[[ PROVIDED MATERIAL open ]]

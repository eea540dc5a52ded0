pub mod debouncer;
pub mod emitter;

pub use debouncer::Debouncer;
pub use emitter::Emitter;

use crate::storage::StorageError;
use thiserror::Error;

/// Errors from one sink. Never fatal: the caller logs them and moves on.
#[derive(Debug, Error)]
pub enum EmitterError {
    #[error("sink {sink}: writing a bulk of {records} records failed: {source}")]
    Flush {
        sink: String,
        records: usize,
        #[source]
        source: StorageError,
    },

    #[error("sink {sink}: cleanup failed: {source}")]
    Cleanup {
        sink: String,
        #[source]
        source: StorageError,
    },
}
//! Error taxonomy for the display subsystem.
//!
//! Each stage of the create sequence has its own error type; the session
//! controller wraps them in [`SessionError`]. The C boundary only sees
//! [`SessionError::code`].

use thiserror::Error;

/// Failure applying a display configuration.
#[derive(Debug, Clone, Copy, PartialEq, Eq, Error)]
pub enum ModeSwitchError {
    #[error("failed to set screen mode: bad flags")]
    BadFlags,
    #[error("failed to set screen mode: change failed")]
    ChangeFailed,
    #[error("failed to set screen mode: bad mode")]
    BadMode,
    #[error("failed to set screen mode: unknown error ({0})")]
    Unknown(i32),
}

/// Failure registering the surface window class.
#[derive(Debug, Clone, PartialEq, Eq, Error)]
#[error("failed to register window class '{class_name}': {reason}")]
pub struct RegistrationError {
    pub class_name: String,
    pub reason: String,
}

/// Failure creating the surface window.
#[derive(Debug, Clone, PartialEq, Eq, Error)]
#[error("failed to create {width}x{height} window: {reason}")]
pub struct WindowCreationError {
    pub width: u32,
    pub height: u32,
    pub reason: String,
}

/// Failure creating the input-system object.
#[derive(Debug, Clone, Copy, PartialEq, Eq, Error)]
pub enum InputError {
    /// Beta version reported without a usable object.
    #[error("failed to create input system - beta version")]
    BetaVersion,
    #[error("failed to create input system - invalid parameter")]
    InvalidParam,
    #[error("failed to create input system - old version")]
    OldVersion,
    #[error("failed to create input system - out of memory")]
    OutOfMemory,
    #[error("failed to create input system ({0:#010x})")]
    Other(i32),
}

/// Rejection from the pixel format negotiator.
#[derive(Debug, Clone, Copy, PartialEq, Eq, Error)]
pub enum PixelFormatError {
    #[error("desktop colour depth {available} is below the requested {requested}")]
    InsufficientColorDepth { requested: u32, available: u32 },
    #[error("failed to choose pixel format")]
    NoMatchingFormat,
    #[error("could not describe pixel format {0}")]
    DescribeFailed(i32),
    #[error("pixel format offers {actual} colour bits, {requested} requested")]
    ColorDepthTooLow { requested: u32, actual: u32 },
    #[error("pixel format offers {actual} stencil bits, {requested} requested")]
    StencilTooLow { requested: u32, actual: u32 },
    #[error("pixel format offers {actual} depth bits, {requested} requested")]
    DepthTooLow { requested: u32, actual: u32 },
    #[error("capabilities not supported (missing {missing:#x})")]
    CapabilitiesUnsupported { missing: u32 },
    #[error("failed to set pixel format {0}")]
    CommitFailed(i32),
}

/// Any failure of a create-display request.
#[derive(Debug, Clone, PartialEq, Eq, Error)]
pub enum SessionError {
    #[error("a display session is already active")]
    AlreadyActive,
    #[error("invalid display request: {0}")]
    InvalidRequest(String),
    #[error(transparent)]
    ModeSwitch(#[from] ModeSwitchError),
    #[error(transparent)]
    Registration(#[from] RegistrationError),
    #[error(transparent)]
    WindowCreation(#[from] WindowCreationError),
    #[error(transparent)]
    Input(#[from] InputError),
    #[error(transparent)]
    PixelFormat(#[from] PixelFormatError),
}

impl SessionError {
    /// Stable numeric code reported across the C boundary. Zero is reserved
    /// for "no error".
    #[must_use]
    pub const fn code(&self) -> i32 {
        match self {
            Self::AlreadyActive => 1,
            Self::InvalidRequest(_) => 2,
            Self::ModeSwitch(ModeSwitchError::BadFlags) => 10,
            Self::ModeSwitch(ModeSwitchError::ChangeFailed) => 11,
            Self::ModeSwitch(ModeSwitchError::BadMode) => 12,
            Self::ModeSwitch(ModeSwitchError::Unknown(_)) => 13,
            Self::Registration(_) => 20,
            Self::WindowCreation(_) => 30,
            Self::Input(InputError::BetaVersion) => 40,
            Self::Input(InputError::InvalidParam) => 41,
            Self::Input(InputError::OldVersion) => 42,
            Self::Input(InputError::OutOfMemory) => 43,
            Self::Input(InputError::Other(_)) => 44,
            Self::PixelFormat(PixelFormatError::InsufficientColorDepth { .. }) => 50,
            Self::PixelFormat(PixelFormatError::NoMatchingFormat) => 51,
            Self::PixelFormat(PixelFormatError::DescribeFailed(_)) => 52,
            Self::PixelFormat(PixelFormatError::ColorDepthTooLow { .. }) => 53,
            Self::PixelFormat(PixelFormatError::StencilTooLow { .. }) => 54,
            Self::PixelFormat(PixelFormatError::DepthTooLow { .. }) => 55,
            Self::PixelFormat(PixelFormatError::CapabilitiesUnsupported { .. }) => 56,
            Self::PixelFormat(PixelFormatError::CommitFailed(_)) => 57,
        }
    }
}

/// Result type for session operations.
pub type SessionResult<T> = Result<T, SessionError>;
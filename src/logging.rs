//! Diagnostic sink for the `log` facade.
//!
//! The host chooses a level with the integer scale below and either a log
//! file or stderr. Library code only ever uses the `log` macros.

use std::fs::File;
use std::io::{self, Write};
use std::path::Path;

use log::{LevelFilter, Log, Metadata, Record};
use parking_lot::Mutex;

/// Log levels on the host's integer scale
#[repr(i32)]
#[derive(Debug, Clone, Copy, PartialEq, Eq, Default)]
pub enum LogLevel {
    Nothing = 0,
    User = 1,
    Error = 2,
    Warning = 3,
    #[default]
    Info = 4,
    Debug = 5,
    All = 6,
}

impl LogLevel {
    /// Create a LogLevel from an integer
    pub fn from_i32(level: i32) -> Self {
        match level {
            0 => LogLevel::Nothing,
            1 => LogLevel::User,
            2 => LogLevel::Error,
            3 => LogLevel::Warning,
            4 => LogLevel::Info,
            5 => LogLevel::Debug,
            6 => LogLevel::All,
            _ => LogLevel::Info,
        }
    }

    /// Get the integer representation for the C interface
    pub fn as_i32(&self) -> i32 {
        *self as i32
    }

    pub fn to_level_filter(self) -> LevelFilter {
        match self {
            LogLevel::Nothing => LevelFilter::Off,
            LogLevel::User | LogLevel::Error => LevelFilter::Error,
            LogLevel::Warning => LevelFilter::Warn,
            LogLevel::Info => LevelFilter::Info,
            LogLevel::Debug => LevelFilter::Debug,
            LogLevel::All => LevelFilter::Trace,
        }
    }
}

enum Sink {
    Stderr,
    File(File),
}

/// Line-oriented `log::Log` backend writing to a file or stderr.
pub struct BridgeLogger {
    sink: Mutex<Option<Sink>>,
}

static LOGGER: BridgeLogger = BridgeLogger::empty();

impl BridgeLogger {
    const fn empty() -> Self {
        Self {
            sink: parking_lot::const_mutex(None),
        }
    }

    /// A logger writing to stderr.
    pub fn stderr() -> Self {
        Self {
            sink: Mutex::new(Some(Sink::Stderr)),
        }
    }

    /// A logger writing to `path`, truncating it.
    pub fn to_file(path: &Path) -> io::Result<Self> {
        let file = File::create(path)?;
        Ok(Self {
            sink: Mutex::new(Some(Sink::File(file))),
        })
    }

    fn replace_sink(&self, sink: Sink) {
        *self.sink.lock() = Some(sink);
    }
}

impl Log for BridgeLogger {
    fn enabled(&self, metadata: &Metadata) -> bool {
        metadata.level() <= log::max_level()
    }

    fn log(&self, record: &Record) {
        if !self.enabled(record.metadata()) {
            return;
        }
        let line = format!("[{}] {}: {}", record.level(), record.target(), record.args());

        let mut guard = self.sink.lock();
        match guard.as_mut() {
            Some(Sink::File(file)) => {
                let _ = writeln!(file, "{}", line);
                let _ = file.flush();
            }
            Some(Sink::Stderr) => eprintln!("{}", line),
            None => {}
        }
    }

    fn flush(&self) {
        if let Some(Sink::File(file)) = self.sink.lock().as_mut() {
            let _ = file.flush();
        }
    }
}

/// Install the process-wide logger.
///
/// `path` of `None` logs to stderr. May be called again to switch the sink
/// or level.
pub fn init(path: Option<&Path>, level: LogLevel) -> io::Result<()> {
    let sink = match path {
        Some(path) => Sink::File(File::create(path)?),
        None => Sink::Stderr,
    };
    LOGGER.replace_sink(sink);

    // Already installed on re-init; the sink swap above is what matters.
    let _ = log::set_logger(&LOGGER);
    log::set_max_level(level.to_level_filter());
    Ok(())
}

[[ PROVIDED MATERIAL closed ]]

WHAT TO DO
Beginning of the records through the line with "a display configuration.": return that span exactly and stop there.

WORKED SOLUTION
repository eea540dc5a52ded0
pub mod debouncer;
pub mod emitter;

pub use debouncer::Debouncer;
pub use emitter::Emitter;

use crate::storage::StorageError;
use thiserror::Error;

/// Errors from one sink. Never fatal: the caller logs them and moves on.
#[derive(Debug, Error)]
pub enum EmitterError {
    #[error("sink {sink}: writing a bulk of {records} records failed: {source}")]
    Flush {
        sink: String,
        records: usize,
        #[source]
        source: StorageError,
    },

    #[error("sink {sink}: cleanup failed: {source}")]
    Cleanup {
        sink: String,
        #[source]
        source: StorageError,
    },
}
//! Error taxonomy for the display subsystem.
//!
//! Each stage of the create sequence has its own error type; the session
//! controller wraps them in [`SessionError`]. The C boundary only sees
//! [`SessionError::code`].

use thiserror::Error;

/// Failure applying a display configuration.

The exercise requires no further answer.